This contradiction is most evident in the concept paper’s discussion on the “right to regulate”. In responding to the Commission’s document, it would be easy (and perhaps most appropriate) to simply re-state the objections of civil society. But instead let’s seize the opportunity to constructively discuss a viable alternative to ISDS – an international investment court.
ISDS is a mechanism that allows businesses to bypass national courts to sue governments, i.e. taxpayers, in arbitration panels over public-interest laws. This would happen in the context of Europe’s two proposed trade deals; the first with Canada (CETA) and the second with the United States (TTIP).
Civil society, including Transport & Environment in our submission to the Commission ISDS consultation, has been arguing that ditching ISDS altogether is the best of course of action as it is fundamentally flawed and unfair.
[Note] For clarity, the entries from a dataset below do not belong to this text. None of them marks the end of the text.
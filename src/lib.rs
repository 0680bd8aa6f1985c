//! storebus: a message bus composed over a key-value store.
//!
//! The store offers keys with expiry, lists with (blocking) push and pop,
//! and channel publish/subscribe. On top of those this crate provides
//! broadcast pub/sub with callback subscriptions, pull-based consumers and
//! producers, durable work queues, and TTL locks, all sharing one
//! connection and one subscription registry per [`MessageBus`].
//!
//! [`store::InMemoryStore`] is always available; `store::RedisStore` is
//! enabled with the `redis` feature.

pub mod bus;
pub mod codec;
pub mod config;
mod error;
pub mod lock;
pub mod message;
pub mod store;

pub use bus::{Consumer, DispatchMode, MessageBus, Producer, SubscriptionId};
pub use codec::{BitcodeCodec, Codec, JsonCodec};
pub use config::BusConfig;
pub use error::{
    BusError, CloseError, ConnectError, LockError, PopError, PublishError, PushError, ReadError,
    Result, SubscribeError,
};
pub use lock::Locker;
pub use message::{Envelope, Message, MessageFactory};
ISDS makes it more risky for governments to adopt consumer, health or environmental protection laws that foreign investors may not like. It gives foreign investors more legal avenues for redress than citizens. Arbitrators have a financial incentive to decide that cases are eligible. And in the end governments, i.e. citizens, pay the corporate bill of any agreed damages.
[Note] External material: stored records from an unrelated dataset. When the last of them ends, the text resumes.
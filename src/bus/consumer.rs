//! Pull-based reader over a channel.

use std::sync::Arc;
use std::time::Duration;

use tracing::{debug, warn};

use super::dispatch::Factory;
use crate::codec::Codec;
use crate::error::{BusError, CloseError, ReadError};
use crate::message::Message;
use crate::store::{Channel, ReceiveError};

/// Stand-in for "no timeout" on `Consumer::read`: long enough to be
/// unbounded in practice while keeping deadline arithmetic finite.
pub const UNBOUNDED_READ: Duration = Duration::from_secs(60 * 60 * 24 * 365);

/// Reads messages from one or more topics (or a pattern) on demand.
///
/// Unlike a callback subscription, decode failures are returned from
/// `read` so the caller can decide what to do with them. `read` takes
/// `&mut self`: one consumer drains one stream, and sharing it across
/// threads requires the caller's own synchronization.
///
/// Dropping an open consumer closes it.
pub struct Consumer<C: Channel, M: Message, K: Codec> {
    name: String,
    channel: C,
    factory: Factory<M>,
    codec: Arc<K>,
    closed: bool,
}

impl<C: Channel, M: Message, K: Codec> Consumer<C, M, K> {
    pub(crate) fn new(name: String, channel: C, factory: Factory<M>, codec: Arc<K>) -> Self {
        Self {
            name,
            channel,
            factory,
            codec,
            closed: false,
        }
    }

    pub fn name(&self) -> &str {
        &self.name
    }

    pub fn topics(&self) -> &[String] {
        self.channel.topics()
    }

    /// Blocks until a message arrives or `timeout` elapses. A zero timeout
    /// waits for [`UNBOUNDED_READ`].
    ///
    /// Returns `BusError::ReadTimeout` when nothing arrived in time, which
    /// callers polling in a loop can treat as "try again".
    pub fn read(&mut self, timeout: Duration) -> Result<M, ReadError> {
        let timeout = if timeout.is_zero() {
            UNBOUNDED_READ
        } else {
            timeout
        };

        match self.channel.receive(Some(timeout)) {
            Ok(raw) => {
                let mut message = self.codec.decode(&*self.factory, &raw.payload)?;
                message.set_topic(&raw.channel);
                Ok(message)
            }
            Err(ReceiveError::Timeout) => Err(BusError::ReadTimeout(timeout)),
            Err(ReceiveError::Closed) => Err(BusError::ChannelClosed),
            Err(ReceiveError::Store(err)) => Err(err.into()),
        }
    }

    /// Unsubscribes the consumer's topics and closes its channel.
    ///
    /// The channel is closed even when the unsubscribe fails; the first
    /// failure is returned.
    pub fn close(mut self) -> Result<(), CloseError> {
        self.shutdown()
    }

    fn shutdown(&mut self) -> Result<(), CloseError> {
        self.closed = true;
        let unsubscribed = self.channel.unsubscribe();
        let closed = self.channel.close();
        debug!(consumer = %self.name, "consumer closed");
        unsubscribed?;
        closed?;
        Ok(())
    }
}

impl<C: Channel, M: Message, K: Codec> Drop for Consumer<C, M, K> {
    fn drop(&mut self) {
        if !self.closed {
            if let Err(err) = self.shutdown() {
                warn!(consumer = %self.name, error = %err, "closing dropped consumer failed");
            }
        }
    }
}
In the midst of all of the pro and anti-ISDS mud-slinging, a new idea is being touted and it’s called the international investment court. Initially mooted by the European Parliament’s Social Democrats in their March 2015 position paper on ISDS, it was also backed by centre-right MEP and former commissioner Viviane Reding.
But the idea is actually almost a decade old. Back in 2007 Canadian Gus van Harten, then a PhD student, hit upon the idea while concluding his thesis on investment arbitration and internal law. Mr van Harten offered several options for such a court: it could be multilateral, regional or bilateral; housed within an existing institution or autonomous entity; staffed by dedicated judges or via a roster of jurists who sit on domestic courts.
An international investment court addresses virtually all the major flaws of ISDS. It would have elected and independent judges with fixed salaries instead of case-by-case arbitrators who have a financial interest in cases moving ahead. Parties would be obliged to exhaust all local remedies first before seeking an international remedy, similar to the International Court of Human Rights. Symmetry would be established so that investors can sue – but also be sued. The states’ right to regulate, as well as investor responsibility, would be enshrined. Crucially, there would be an enforceable code of conduct for judges to rule out conflicts of interest, and a system for objective case assignment. Finally, compensation awards would be capped.
A separate issue is who should fund such a court. Since it ultimately serves as an insurance policy for investors, and since awards would be paid by taxpayers, it does not seem unreasonable to demand a contribution from the business community.
What is clear is that trade agreements with ISDS mechanisms cannot also include the international investment court mechanism – the two systems cannot coexist.
The creation of an international investment court cannot be done overnight. In the best-case scenario the Commission and other governments would be undertaking a 20-year project that would require significant drive, dedication and resource allocation. Realistically, that could splutter, falter and never see the light of day. Under the guise of developing a new court system the Commission would continue to happily negotiate agreements with ISDS chapter en attendant.
To those who suggest that an international investment court is a red herring to distract us, I suspect that at this point there is a genuine interest in it from certain politicians trying to find common ground between the yes and no camps.
Clearly the Commission is best advised to look at it very seriously not just as a long-term option alongside a ‘reformed’ ISDS, but as a genuine alternative to ISDS. ISDS has become a major political liability for future trade deals in general, and TTIP in particular, and for very good reasons. The system is so flawed that political resistance will only rise over time.
Let’s first decide to ditch it, and then look for a sensible solution. A proper international court could be one.